Films often do a remarkable job of showcasing what disease does to a person both mentally and physically.
In 2014, Eddie Redmayne transformed himself to play Stephen Hawking struggling with early-onset ALS in an Oscar-winning role in The Theory of Everything and Julianne Moore received an Academy Award for playing a doctor diagnosed with Alzheimer’s in Still Alice.
What doesn’t usually take center stage in these sorts of films, however, is how the discovery of disease affects family members who play caretaker.
Director Tom Dolby’s latest feature, The Artist’s Wife, puts that at the forefront in a somber, yet intriguing look at a woman struggling with her own identity and self-worth while handling her successful husband’s deteroriation at the hands of dementia.
Claire must navigate helping Richard prepare for his next showcase at a major New York art gallery while trying to reconnect him with his estranged daughter before his memory of her fades.
Lena Olin carries the film with an erratic yet considered stoicism as the weight of her obligations sink her into emotional turmoil. Her Claire is passionate about her husband and outwardly plays the doting spouse only to find herself taking refuge away from Richard in the city or in conversation with anyone other than her husband.

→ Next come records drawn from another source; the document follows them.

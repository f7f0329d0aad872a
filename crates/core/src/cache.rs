//! Summary cache with lazy, access-triggered expiry.
//!
//! Expired entries are never returned, but they are only removed when `get` touches them (or on
//! `clear`). Until then they show up in [`CacheStats::expired`].

use std::sync::Arc;

use chrono::{DateTime, TimeDelta, Utc};
use serde::{Deserialize, Serialize};
use tracing::{debug, warn};

use crate::{
    error::StoreError,
    store::KeyValueStore,
    types::{SummaryResult, VideoId},
};

pub const CACHE_KEY_PREFIX: &str = "summary_cache_";
pub const DEFAULT_TTL_HOURS: i64 = 168;

pub type Clock = Arc<dyn Fn() -> DateTime<Utc> + Send + Sync>;

#[derive(Clone, Debug, PartialEq, Eq, Serialize, Deserialize)]
#[serde(rename_all = "camelCase")]
pub struct CacheEntry {
    pub data: SummaryResult,
    /// Epoch milliseconds.
    pub cached_at: i64,
    /// Epoch milliseconds.
    pub expires_at: i64,
}

impl CacheEntry {
    pub fn is_expired(&self, now_ms: i64) -> bool {
        now_ms > self.expires_at
    }
}

#[derive(Clone, Copy, Debug, Default, PartialEq, Eq, Serialize)]
pub struct CacheStats {
    pub total: usize,
    pub valid: usize,
    pub expired: usize,
}

pub struct SummaryCache {
    store: Arc<dyn KeyValueStore>,
    clock: Clock,
}

impl SummaryCache {
    pub fn new(store: Arc<dyn KeyValueStore>) -> Self {
        Self {
            store,
            clock: Arc::new(Utc::now),
        }
    }

    pub fn with_clock(mut self, clock: Clock) -> Self {
        self.clock = clock;
        self
    }

    fn key(video_id: &VideoId) -> String {
        format!("{CACHE_KEY_PREFIX}{video_id}")
    }

    fn now_ms(&self) -> i64 {
        (self.clock)().timestamp_millis()
    }

    async fn read_entry(&self, key: &str) -> Result<Option<CacheEntry>, StoreError> {
        match self.store.get(key).await? {
            Some(value) => Ok(Some(serde_json::from_value(value)?)),
            None => Ok(None),
        }
    }

    /// Stored summary if present and unexpired. Expired entries are deleted on the way out.
    pub async fn get(&self, video_id: &VideoId) -> Option<SummaryResult> {
        let key = Self::key(video_id);

        let entry = match self.read_entry(&key).await {
            Ok(Some(entry)) => entry,
            Ok(None) => {
                debug!(%video_id, "cache miss");
                return None;
            }
            Err(e) => {
                warn!(%video_id, error = %e, "cache read failed, treating as miss");
                return None;
            }
        };

        if entry.is_expired(self.now_ms()) {
            debug!(%video_id, expires_at = entry.expires_at, "cache entry expired");
            if let Err(e) = self.store.remove(&key).await {
                warn!(%video_id, error = %e, "failed to purge expired cache entry");
            }
            return None;
        }

        debug!(%video_id, "cache hit");
        Some(entry.data)
    }

    pub async fn set(&self, video_id: &VideoId, data: &SummaryResult) {
        self.set_with_ttl(video_id, data, TimeDelta::hours(DEFAULT_TTL_HOURS))
            .await
    }

    pub async fn set_with_ttl(&self, video_id: &VideoId, data: &SummaryResult, ttl: TimeDelta) {
        let cached_at = self.now_ms();
        let entry = CacheEntry {
            data: data.clone(),
            cached_at,
            expires_at: cached_at + ttl.num_milliseconds(),
        };

        let result = match serde_json::to_value(&entry) {
            Ok(value) => self.store.set(&Self::key(video_id), value).await,
            Err(e) => Err(e.into()),
        };

        if let Err(e) = result {
            warn!(%video_id, error = %e, "cache write failed");
        }
    }

    pub async fn delete(&self, video_id: &VideoId) {
        if let Err(e) = self.store.remove(&Self::key(video_id)).await {
            warn!(%video_id, error = %e, "cache delete failed");
        }
    }

    async fn owned_keys(&self) -> Result<Vec<String>, StoreError> {
        Ok(self
            .store
            .keys()
            .await?
            .into_iter()
            .filter(|key| key.starts_with(CACHE_KEY_PREFIX))
            .collect())
    }

    /// Removes every entry in the cache namespace and returns how many were removed.
    pub async fn clear(&self) -> usize {
        let keys = match self.owned_keys().await {
            Ok(keys) => keys,
            Err(e) => {
                warn!(error = %e, "cache clear failed to list keys");
                return 0;
            }
        };

        let mut removed = 0;
        for key in keys {
            match self.store.remove(&key).await {
                Ok(()) => removed += 1,
                Err(e) => warn!(%key, error = %e, "cache clear failed to remove entry"),
            }
        }
        removed
    }

    /// Unreadable entries count as expired: they can never be served.
    pub async fn stats(&self) -> CacheStats {
        let keys = match self.owned_keys().await {
            Ok(keys) => keys,
            Err(e) => {
                warn!(error = %e, "cache stats failed to list keys");
                return CacheStats::default();
            }
        };

        let now = self.now_ms();
        let mut stats = CacheStats::default();
        for key in keys {
            stats.total += 1;
            match self.read_entry(&key).await {
                Ok(Some(entry)) if !entry.is_expired(now) => stats.valid += 1,
                Ok(None) => stats.total -= 1,
                _ => stats.expired += 1,
            }
        }
        stats
    }
}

It’s a similar, yet less showy performance than Glenn Close gave in her Academy Award-nominated turn in 2017’s The Wife, a film Dolby’s feature evokes but doesn’t attempt to copy.
As is probably expected of the role, it’s hard not to pay full attention to Bruce Dern’s Richard every time he appears on screen. Richard is by far the most demonstrative character, quickly losing all worries of social decorum or shame.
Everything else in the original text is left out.